=== TASK PROMPT ===
Your response should contain every line from the data below that holds the string "method".

(Stored items)
#[derive(Debug, Clone)]
pub enum BoundKind {
    /// Literal or substituted external parameter
    Constant(Value),

    /// `it`, `outer` or `inner`
    Param(ImplicitParam),

    Member {
        target: Box<Bound>,
        member: Member,
        name: String,
        propagate_null: bool,
    },

    Index {
        target: Box<Bound>,
        index: Box<Bound>,
        propagate_null: bool,
    },

    Unary {
        op: UnaryOp,
        operand: Box<Bound>,
    },

    /// Operands already share the operator's parameter type
    Binary {
        op: BinOp,
        left: Box<Bound>,
        right: Box<Bound>,
    },

    Conditional {
        test: Box<Bound>,
        if_true: Box<Bound>,
        if_false: Box<Bound>,
    },

    /// Implicit conversion of `operand` to the node's type
    Convert {
        operand: Box<Bound>,
    },

    New {
        record: Arc<RecordType>,
        fields: Vec<Bound>,
    },

    TypeIs {
        operand: Box<Bound>,
        target: Type,
    },

    TypeAs {
        operand: Box<Bound>,
        target: Type,
    },

    /// Catalog method call. For lambda methods `args[0]` is evaluated per element.
    Call {
        method: Method,
        target: Box<Bound>,
        args: Vec<Bound>,
        propagate_null: bool,
    },
}

/// How a member access reads its value.
#[derive(Debug, Clone, PartialEq)]
pub enum Member {
    /// Entity field, by declared name
    Field(String),
    /// Dynamic record slot
    Slot(usize),
    StringLength,
    ListCount,
    HasValue,
    NullableValue,
}

/// Everything the binder needs to resolve names: the types of the implicit
/// parameters, the external argument list and the config.
#[derive(Clone)]
pub struct BindContext<'a> {
    config: &'a ParsingConfig,
    it: Type,
    outer: Option<Type>,
    inner: Option<Type>,
    args: &'a [Value],
    propagate_null: bool,
}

=== RESPONSE AREA ===
    /// Catalog method call. For lambda methods `args[0]` is evaluated per element.
        method: Method,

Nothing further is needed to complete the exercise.